Other notables include:

• A shot of a group called the Young Canadians, wearing blue, red and yellow, performing at the Boeing International Amphitheatre.

• A photo of the massive Soviet Pavilion featuring a 4,500-pound aluminum relief map of the USSR.

• The red and yellow-domed Kodak “Bubble” Theater.

• Teepees and Native Americans clad in traditional garb with the large red butterfly in the background — one of five such butterflies that served as landmarks during the Exposition.

• An artist’s rendering of the umbrella-topped chair lifts that took visitors from one end of the park to the other.

What’s fun for Smith is that the postcards include interior shots of the various pavilions as well as stunning exterior photos. He can view the surreal trees within the Russian pavilion or contemplate the peaceful garden space of the Japan pavilion.
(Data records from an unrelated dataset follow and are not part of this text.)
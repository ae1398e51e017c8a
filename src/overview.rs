//! Schema and summary statistics of the raw dataset.

use crate::data_utils::{self, fmt_stat, render_table};
use crate::error::Result;
use itertools::Itertools;
use polars::prelude::*;

/// Column listing with non-null counts and dtypes.
pub fn render_info(df: &DataFrame) -> String {
    let height = df.height();
    let index = if height == 0 {
        "RangeIndex: 0 entries".to_string()
    } else {
        format!("RangeIndex: {} entries, 0 to {}", height, height - 1)
    };
    let mut lines = vec![
        "<class 'DataFrame'>".to_string(),
        index,
        format!("Data columns (total {} columns):", df.width()),
    ];

    let header = vec!["Column".to_string(), "Non-Null Count".to_string(), "Dtype".to_string()];
    let rows: Vec<(String, Vec<String>)> = df
        .get_columns()
        .iter()
        .enumerate()
        .map(|(idx, s)| {
            (
                idx.to_string(),
                vec![
                    s.name().to_string(),
                    format!("{} non-null", s.len() - s.null_count()),
                    s.dtype().to_string(),
                ],
            )
        })
        .collect();
    lines.push(render_table(&header, &rows));

    lines.join("\n")
}

/// Per-column summary statistics.
///
/// Numeric columns get count/mean/std/min/quartiles/max. A frame without any
/// numeric column falls back to count/unique/top/freq over its text columns.
pub fn render_description(df: &DataFrame) -> Result<String> {
    let numeric = data_utils::numeric_columns(df);
    if !numeric.is_empty() {
        return describe_numeric(&numeric);
    }

    let categorical = data_utils::categorical_columns(df);
    if categorical.is_empty() {
        return Ok("(no columns to describe)".to_string());
    }
    describe_categorical(&categorical)
}

fn describe_numeric(columns: &[&Series]) -> Result<String> {
    let labels = ["count", "mean", "std", "min", "25%", "50%", "75%", "max"];
    let mut cells: Vec<Vec<String>> = vec![Vec::with_capacity(columns.len()); labels.len()];

    for series in columns {
        let ca = data_utils::as_f64(series)?;
        let count = ca.len() - ca.null_count();
        let stats = [
            Some(count as f64),
            ca.mean(),
            ca.std(1),
            ca.min(),
            data_utils::quantile(&ca, 0.25)?,
            data_utils::quantile(&ca, 0.5)?,
            data_utils::quantile(&ca, 0.75)?,
            ca.max(),
        ];
        for (row, value) in cells.iter_mut().zip(stats) {
            row.push(fmt_stat(value));
        }
    }

    let header: Vec<String> = columns.iter().map(|s| s.name().to_string()).collect();
    let rows: Vec<(String, Vec<String>)> = labels
        .iter()
        .map(|l| l.to_string())
        .zip(cells)
        .collect();
    Ok(render_table(&header, &rows))
}

fn describe_categorical(columns: &[&Series]) -> Result<String> {
    let labels = ["count", "unique", "top", "freq"];
    let mut cells: Vec<Vec<String>> = vec![Vec::with_capacity(columns.len()); labels.len()];

    for series in columns {
        let ca = series.str()?;
        let counts = ca.into_iter().flatten().counts();
        let top = counts
            .iter()
            .max_by(|a, b| a.1.cmp(b.1).then_with(|| b.0.cmp(a.0)))
            .map(|(value, freq)| (value.to_string(), freq.to_string()));
        let (top, freq) = top.unwrap_or_else(|| ("NaN".to_string(), "NaN".to_string()));

        cells[0].push((ca.len() - ca.null_count()).to_string());
        cells[1].push(counts.len().to_string());
        cells[2].push(top);
        cells[3].push(freq);
    }

    let header: Vec<String> = columns.iter().map(|s| s.name().to_string()).collect();
    let rows: Vec<(String, Vec<String>)> = labels
        .iter()
        .map(|l| l.to_string())
        .zip(cells)
        .collect();
    Ok(render_table(&header, &rows))
}

/// One line per column with its null count.
pub fn render_nulls(df: &DataFrame) -> String {
    let width = df
        .get_column_names()
        .iter()
        .map(|n| n.chars().count())
        .max()
        .unwrap_or(0);
    df.get_columns()
        .iter()
        .map(|s| format!("{:<width$}  {}", s.name(), s.null_count(), width = width))
        .join("\n")
}

/// Prompt narrated as the "Data Overview" section.
pub fn overview_prompt(df: &DataFrame) -> Result<String> {
    Ok(format!(
        "Info:\n{}\n\nDescription:\n{}\n\nNulls:\n{}",
        render_info(df),
        render_description(df)?,
        render_nulls(df)
    ))
}
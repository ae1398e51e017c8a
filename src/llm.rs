use crate::config::Config;
use crate::error::{AutolysisError, Result};
use async_trait::async_trait;
use reqwest::Client;
use serde::Serialize;
use std::time::Duration;
use tracing::{debug, warn};

pub const SYSTEM_PROMPT: &str = "Summarize the data analysis.";

/// Turns an analysis summary into prose.
#[async_trait]
pub trait Narrator: Send + Sync {
    async fn narrate(&self, prompt: &str) -> Result<String>;
}

#[derive(Debug, Clone, Serialize)]
pub struct ChatMessage {
    pub role: String,
    pub content: String,
}

#[derive(Debug, Clone, Serialize)]
pub struct ChatRequest {
    pub model: String,
    pub messages: Vec<ChatMessage>,
}

impl ChatRequest {
    pub fn narration(model: &str, prompt: &str) -> Self {
        Self {
            model: model.to_string(),
            messages: vec![
                ChatMessage {
                    role: "system".to_string(),
                    content: SYSTEM_PROMPT.to_string(),
                },
                ChatMessage {
                    role: "user".to_string(),
                    content: prompt.to_string(),
                },
            ],
        }
    }
}

#[derive(Clone)]
pub struct LlmClient {
    api_key: String,
    base_url: String,
    model: String,
    client: Client,
}

impl LlmClient {
    pub fn new(api_key: String, model: String, base_url: String) -> Result<Self> {
        Self::with_timeout(api_key, model, base_url, Duration::from_secs(60))
    }

    pub fn with_timeout(
        api_key: String,
        model: String,
        base_url: String,
        timeout: Duration,
    ) -> Result<Self> {
        let client = Client::builder()
            .timeout(timeout)
            .connect_timeout(Duration::from_secs(10))
            .build()?;

        Ok(Self {
            api_key,
            base_url,
            model,
            client,
        })
    }

    pub fn from_config(config: &Config) -> Result<Self> {
        Self::with_timeout(
            config.api_token.clone(),
            config.model.clone(),
            config.api_url.clone(),
            config.http_timeout,
        )
    }

    pub async fn call_llm(&self, prompt: &str) -> Result<String> {
        let body = ChatRequest::narration(&self.model, prompt);
        debug!("Sending {} prompt chars to {}", prompt.len(), self.base_url);

        let response = self
            .client
            .post(&self.base_url)
            .header("Authorization", format!("Bearer {}", self.api_key))
            .json(&body)
            .send()
            .await
            .map_err(|e| AutolysisError::Llm(format!("LLM API call failed: {}", e)))?;

        let status = response.status();
        if !status.is_success() {
            let error_text = response
                .text()
                .await
                .unwrap_or_else(|_| "Unknown error".to_string());
            return Err(AutolysisError::Llm(format!(
                "LLM API error ({}): {}",
                status, error_text
            )));
        }

        let response_json: serde_json::Value = response
            .json()
            .await
            .map_err(|e| AutolysisError::Llm(format!("Failed to parse LLM response: {}", e)))?;

        extract_content(&response_json)
    }
}

/// Pull `choices[0].message.content` out of a chat-completion response.
pub fn extract_content(response_json: &serde_json::Value) -> Result<String> {
    if let Some(error) = response_json.get("error") {
        return Err(AutolysisError::Llm(format!("LLM API error: {}", error)));
    }

    let choices = response_json
        .get("choices")
        .and_then(|c| c.as_array())
        .ok_or_else(|| {
            AutolysisError::Llm(format!(
                "No choices array in LLM response. Response: {}",
                response_json
            ))
        })?;

    let first = choices
        .first()
        .ok_or_else(|| AutolysisError::Llm("Empty choices array in LLM response".to_string()))?;

    if let Some(finish_reason) = first.get("finish_reason").and_then(|r| r.as_str()) {
        if finish_reason == "length" {
            warn!("LLM response was truncated due to length limit");
        } else if finish_reason == "content_filter" {
            return Err(AutolysisError::Llm(
                "LLM response was filtered by content policy".to_string(),
            ));
        }
    }

    let content = first["message"]["content"].as_str().ok_or_else(|| {
        AutolysisError::Llm(format!(
            "No content in LLM response. Response structure: {}",
            response_json
        ))
    })?;

    if content.is_empty() {
        return Err(AutolysisError::Llm("Empty content in LLM response".to_string()));
    }

    Ok(content.to_string())
}

#[async_trait]
impl Narrator for LlmClient {
    async fn narrate(&self, prompt: &str) -> Result<String> {
        self.call_llm(prompt).await
    }
}

#[cfg(test)]
mod tests {
    use super::*;
    use serde_json::json;

    #[test]
    fn test_request_shape() {
        let body = serde_json::to_value(ChatRequest::narration("gpt-4o-mini", "hello")).unwrap();
        assert_eq!(
            body,
            json!({
                "model": "gpt-4o-mini",
                "messages": [
                    {"role": "system", "content": "Summarize the data analysis."},
                    {"role": "user", "content": "hello"}
                ]
            })
        );
    }

    #[test]
    fn test_extract_content() {
        let response = json!({
            "choices": [{"message": {"role": "assistant", "content": "All good."}, "finish_reason": "stop"}]
        });
        assert_eq!(extract_content(&response).unwrap(), "All good.");
    }

    #[test]
    fn test_extract_content_errors() {
        assert!(extract_content(&json!({"error": {"message": "quota"}})).is_err());
        assert!(extract_content(&json!({"choices": []})).is_err());
        assert!(extract_content(&json!({"id": "x"})).is_err());
        assert!(extract_content(&json!({"choices": [{"message": {"content": ""}}]})).is_err());
        assert!(extract_content(&json!({
            "choices": [{"message": {"content": "x"}, "finish_reason": "content_filter"}]
        }))
        .is_err());
    }

    #[test]
    fn test_truncated_content_is_kept() {
        let response = json!({
            "choices": [{"message": {"content": "partial"}, "finish_reason": "length"}]
        });
        assert_eq!(extract_content(&response).unwrap(), "partial");
    }
}
use crate::data_utils;
use crate::error::Result;
use polars::prelude::*;

/// Tukey fences for one numeric column.
#[derive(Debug, Clone, PartialEq)]
pub struct OutlierBounds {
    pub column: String,
    pub q1: f64,
    pub q3: f64,
    pub iqr: f64,
    pub lower: f64,
    pub upper: f64,
    /// Values strictly outside `[lower, upper]`.
    pub outlier_count: usize,
}

impl OutlierBounds {
    pub fn from_quartiles(column: impl Into<String>, q1: f64, q3: f64) -> Self {
        let iqr = q3 - q1;
        Self {
            column: column.into(),
            q1,
            q3,
            iqr,
            lower: q1 - 1.5 * iqr,
            upper: q3 + 1.5 * iqr,
            outlier_count: 0,
        }
    }

    pub fn is_outlier(&self, value: f64) -> bool {
        value < self.lower || value > self.upper
    }
}

pub fn compute_outlier_bounds(df: &DataFrame) -> Result<Vec<OutlierBounds>> {
    let mut results = Vec::new();

    for series in data_utils::numeric_columns(df) {
        let ca = data_utils::as_f64(series)?;
        let (q1, q3) = match (data_utils::quantile(&ca, 0.25)?, data_utils::quantile(&ca, 0.75)?) {
            (Some(q1), Some(q3)) => (q1, q3),
            _ => continue,
        };

        let mut bounds = OutlierBounds::from_quartiles(series.name(), q1, q3);
        let outliers = ca.into_iter().flatten().filter(|v| bounds.is_outlier(*v)).count();
        bounds.outlier_count = outliers;
        results.push(bounds);
    }

    Ok(results)
}

pub fn render_outlier_summary(bounds: &[OutlierBounds]) -> String {
    bounds
        .iter()
        .map(|b| {
            format!(
                "{}: Q1={}, Q3={}, IQR={}, Min={}, Max={}, Outliers={}",
                b.column, b.q1, b.q3, b.iqr, b.lower, b.upper, b.outlier_count
            )
        })
        .collect::<Vec<_>>()
        .join("\n")
}
//! Stage runner
//!
//! Every pipeline stage runs on its own disposable tokio task. When a timeout
//! is configured the runner stops waiting once it elapses, aborts the task and
//! reports [`StageOutcome::TimedOut`]; the pipeline then carries on with an
//! empty result for that stage.

use crate::error::{AutolysisError, Result};
use std::future::Future;
use std::time::{Duration, Instant};
use tokio::task::JoinError;
use tracing::{info, warn};

#[derive(Debug, Clone, PartialEq, Eq)]
pub enum StageOutcome<T> {
    Completed(T),
    TimedOut,
}

impl<T> StageOutcome<T> {
    pub fn completed(self) -> Option<T> {
        match self {
            StageOutcome::Completed(value) => Some(value),
            StageOutcome::TimedOut => None,
        }
    }

    pub fn is_timed_out(&self) -> bool {
        matches!(self, StageOutcome::TimedOut)
    }
}

impl StageOutcome<String> {
    /// Text of a finished stage, or the empty string after a timeout.
    pub fn into_text(self) -> String {
        self.completed().unwrap_or_default()
    }
}

/// Run an async stage on a fresh task, bounded by `timeout` when set.
pub async fn run_stage<T, F>(name: &str, timeout: Option<Duration>, future: F) -> Result<StageOutcome<T>>
where
    F: Future<Output = Result<T>> + Send + 'static,
    T: Send + 'static,
{
    let started = Instant::now();
    let mut handle = tokio::spawn(future);

    let joined = match timeout {
        Some(limit) => match tokio::time::timeout(limit, &mut handle).await {
            Ok(joined) => joined,
            Err(_) => {
                handle.abort();
                warn!("Stage '{}' timed out after {:?}; continuing without it", name, limit);
                return Ok(StageOutcome::TimedOut);
            }
        },
        None => handle.await,
    };

    let value = joined.map_err(|e| join_error(name, e))??;
    info!("Stage '{}' finished in {:.2?}", name, started.elapsed());
    Ok(StageOutcome::Completed(value))
}

/// Run a CPU-bound stage on the blocking pool, bounded by `timeout` when set.
///
/// A blocking task cannot be interrupted; after a timeout its result is
/// dropped whenever it eventually finishes.
pub async fn run_blocking_stage<T, F>(name: &str, timeout: Option<Duration>, f: F) -> Result<StageOutcome<T>>
where
    F: FnOnce() -> Result<T> + Send + 'static,
    T: Send + 'static,
{
    let started = Instant::now();
    let mut handle = tokio::task::spawn_blocking(f);

    let joined = match timeout {
        Some(limit) => match tokio::time::timeout(limit, &mut handle).await {
            Ok(joined) => joined,
            Err(_) => {
                warn!("Stage '{}' timed out after {:?}; continuing without it", name, limit);
                return Ok(StageOutcome::TimedOut);
            }
        },
        None => handle.await,
    };

    let value = joined.map_err(|e| join_error(name, e))??;
    info!("Stage '{}' finished in {:.2?}", name, started.elapsed());
    Ok(StageOutcome::Completed(value))
}

fn join_error(name: &str, err: JoinError) -> AutolysisError {
    let message = if err.is_panic() {
        "worker panicked".to_string()
    } else {
        err.to_string()
    };
    AutolysisError::Stage {
        stage: name.to_string(),
        message,
    }
}
// Step-sequencing engine for ARM Wizards
//
// A wizard is an ordered list of prompt steps followed by an ordered list of
// execute steps, threading one exclusively-owned mutable context through
// every step. A prompt step's outcome can contribute a sub-wizard, whose
// prompt steps are spliced immediately after the current position and whose
// execute steps join the pending execute list. Execution is strictly
// sequential; the first error aborts the run.

use async_trait::async_trait;
use tracing::debug;

use super::error::WizardError;

/// A unit that may ask the user a question and contribute further steps
#[async_trait]
pub trait PromptStep<C>: Send {
    /// Whether the step still needs to run against this context.
    ///
    /// Returning false skips both the prompt and any sub-wizard, so a caller
    /// can pre-populate the context to bypass a step entirely.
    fn should_prompt(&self, ctx: &C) -> bool {
        let _ = ctx;
        true
    }

    /// Ask the user and record the answer on the context
    async fn prompt(&mut self, ctx: &mut C) -> Result<(), WizardError>;

    /// Steps contributed by this step's outcome, spliced after it
    fn sub_wizard(&mut self, ctx: &mut C) -> Option<WizardOptions<C>> {
        let _ = ctx;
        None
    }
}

/// A unit that performs a side-effecting action after all prompting completes
#[async_trait]
pub trait ExecuteStep<C>: Send {
    /// Perform the action, recording results on the context
    async fn execute(&mut self, ctx: &mut C) -> Result<(), WizardError>;
}

/// An ordered collection of steps forming a wizard or sub-wizard
pub struct WizardOptions<C> {
    /// Title shown while prompting
    pub title: Option<String>,
    /// The steps to prompt for user input, in order
    pub prompt_steps: Vec<Box<dyn PromptStep<C>>>,
    /// The steps to execute, in order
    pub execute_steps: Vec<Box<dyn ExecuteStep<C>>>,
}

impl<C> WizardOptions<C> {
    /// Create an empty set of options
    pub fn new() -> Self {
        Self {
            title: None,
            prompt_steps: Vec::new(),
            execute_steps: Vec::new(),
        }
    }

    /// Set the wizard title
    pub fn with_title(mut self, title: impl Into<String>) -> Self {
        self.title = Some(title.into());
        self
    }

    /// Append a prompt step
    pub fn with_prompt_step(mut self, step: impl PromptStep<C> + 'static) -> Self {
        self.prompt_steps.push(Box::new(step));
        self
    }

    /// Append an execute step
    pub fn with_execute_step(mut self, step: impl ExecuteStep<C> + 'static) -> Self {
        self.execute_steps.push(Box::new(step));
        self
    }
}

impl<C> Default for WizardOptions<C> {
    fn default() -> Self {
        Self::new()
    }
}

/// Runs prompt steps in order, then execute steps in order
pub struct Wizard<C> {
    /// Title of the run
    title: Option<String>,
    /// Pending prompt steps, grown in place by sub-wizards
    prompt_steps: Vec<Box<dyn PromptStep<C>>>,
    /// Pending execute steps
    execute_steps: Vec<Box<dyn ExecuteStep<C>>>,
}

impl<C> Wizard<C> {
    /// Create a wizard from assembled options
    pub fn new(options: WizardOptions<C>) -> Self {
        Self {
            title: options.title,
            prompt_steps: options.prompt_steps,
            execute_steps: options.execute_steps,
        }
    }

    /// Title of the run, if one was set
    pub fn title(&self) -> Option<&str> {
        self.title.as_deref()
    }

    /// Run the wizard to completion against the given context.
    ///
    /// The prompt phase finishes over the entire, possibly-grown step list
    /// before the execute phase starts. The first error (including
    /// cancellation) aborts the run; no cleanup is attempted here.
    pub async fn run(&mut self, ctx: &mut C) -> Result<(), WizardError> {
        let mut index = 0;
        while index < self.prompt_steps.len() {
            if self.prompt_steps[index].should_prompt(ctx) {
                self.prompt_steps[index].prompt(ctx).await?;

                if let Some(sub) = self.prompt_steps[index].sub_wizard(ctx) {
                    debug!(
                        "Step {} contributed {} prompt and {} execute step(s)",
                        index,
                        sub.prompt_steps.len(),
                        sub.execute_steps.len()
                    );
                    let tail = self.prompt_steps.split_off(index + 1);
                    self.prompt_steps.extend(sub.prompt_steps);
                    self.prompt_steps.extend(tail);
                    self.execute_steps.extend(sub.execute_steps);
                }
            } else {
                debug!("Skipping prompt step {} (already satisfied)", index);
            }
            index += 1;
        }

        for (index, step) in self.execute_steps.iter_mut().enumerate() {
            debug!("Running execute step {}", index);
            step.execute(ctx).await?;
        }

        Ok(())
    }
}

#[cfg(test)]
mod tests {
    use super::*;

    /// Test context recording the order steps ran in
    #[derive(Default)]
    struct TraceContext {
        trace: Vec<String>,
        skip_b: bool,
    }

    struct RecordingPrompt {
        name: &'static str,
        sub: Option<Vec<&'static str>>,
    }

    impl RecordingPrompt {
        fn new(name: &'static str) -> Self {
            Self { name, sub: None }
        }

        fn with_sub(name: &'static str, sub: Vec<&'static str>) -> Self {
            Self {
                name,
                sub: Some(sub),
            }
        }
    }

    #[async_trait]
    impl PromptStep<TraceContext> for RecordingPrompt {
        fn should_prompt(&self, ctx: &TraceContext) -> bool {
            !(self.name == "b" && ctx.skip_b)
        }

        async fn prompt(&mut self, ctx: &mut TraceContext) -> Result<(), WizardError> {
            ctx.trace.push(format!("prompt:{}", self.name));
            Ok(())
        }

        fn sub_wizard(&mut self, _ctx: &mut TraceContext) -> Option<WizardOptions<TraceContext>> {
            let names = self.sub.take()?;
            let mut options = WizardOptions::new();
            for name in names {
                options = options.with_prompt_step(RecordingPrompt::new(name));
            }
            Some(options.with_execute_step(RecordingExecute { name: "create" }))
        }
    }

    struct RecordingExecute {
        name: &'static str,
    }

    #[async_trait]
    impl ExecuteStep<TraceContext> for RecordingExecute {
        async fn execute(&mut self, ctx: &mut TraceContext) -> Result<(), WizardError> {
            ctx.trace.push(format!("execute:{}", self.name));
            Ok(())
        }
    }

    struct FailingPrompt;

    #[async_trait]
    impl PromptStep<TraceContext> for FailingPrompt {
        async fn prompt(&mut self, _ctx: &mut TraceContext) -> Result<(), WizardError> {
            Err(WizardError::Cancelled)
        }
    }

    #[tokio::test]
    async fn test_prompt_steps_run_in_order() {
        let options = WizardOptions::new()
            .with_prompt_step(RecordingPrompt::new("a"))
            .with_prompt_step(RecordingPrompt::new("b"))
            .with_execute_step(RecordingExecute { name: "final" });

        let mut ctx = TraceContext::default();
        Wizard::new(options).run(&mut ctx).await.unwrap();

        assert_eq!(ctx.trace, vec!["prompt:a", "prompt:b", "execute:final"]);
    }

    #[tokio::test]
    async fn test_sub_wizard_splices_after_current_position() {
        let options = WizardOptions::new()
            .with_prompt_step(RecordingPrompt::with_sub("a", vec!["a1", "a2"]))
            .with_prompt_step(RecordingPrompt::new("b"));

        let mut ctx = TraceContext::default();
        Wizard::new(options).run(&mut ctx).await.unwrap();

        // contributed prompts run before "b"; the contributed execute step
        // runs only after all prompting
        assert_eq!(
            ctx.trace,
            vec![
                "prompt:a",
                "prompt:a1",
                "prompt:a2",
                "prompt:b",
                "execute:create"
            ]
        );
    }

    #[tokio::test]
    async fn test_satisfied_step_is_skipped() {
        let options = WizardOptions::new()
            .with_prompt_step(RecordingPrompt::new("a"))
            .with_prompt_step(RecordingPrompt::new("b"));

        let mut ctx = TraceContext {
            skip_b: true,
            ..Default::default()
        };
        Wizard::new(options).run(&mut ctx).await.unwrap();

        assert_eq!(ctx.trace, vec!["prompt:a"]);
    }

    #[tokio::test]
    async fn test_cancellation_aborts_the_run() {
        let options = WizardOptions::new()
            .with_prompt_step(FailingPrompt)
            .with_prompt_step(RecordingPrompt::new("never"))
            .with_execute_step(RecordingExecute { name: "never" });

        let mut ctx = TraceContext::default();
        let err = Wizard::new(options).run(&mut ctx).await.unwrap_err();

        assert!(err.is_cancelled());
        assert!(ctx.trace.is_empty());
    }
}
Each card features the Fair’s logo and is marked “Official Expo ’74 World’s Fair Card.” They also include this paragraph, “’Celebrating tomorrow’s fresh new environment.’ Glistening islands and riverbanks of the Spokane River, open spaces with colorful plazas, dancing fountains, gardens and greenery, and many worldwide pavilions and exhibits. All created to illustrate that Man can live, work and play in harmony with his environment.”

“How the hell did Spokane land a World’s Fair?” Smith said, shaking his head. “It’s an amazing part of Spokane history.”

He doesn’t just collect postcards—he uses them to stay in touch with folks. However, Smith said it used to be a lot less expensive.

“Stamps are now 49 cents,” he said.

And gone are the days when he paid 5-25 cents for additions to his collection. Nowadays, postcards cost $3-$15.

“Every year, I send vintage postcards to friends and family,” he said. “People look forward to receiving them. I kind of make mail fun!”

As the city prepares to commemorate the Fair’s 50th anniversary, Smith has been doing his part to mark the occasion.

“In two weeks, I’ve given more than 20 (Expo postcards) away because it’s the 50th anniversary.”

He hastened to add that he’s only giving away his duplicates.

“To me, it’s still the World’s Fair when you go to the park,” said Smith. “There’s never been anything else like it.”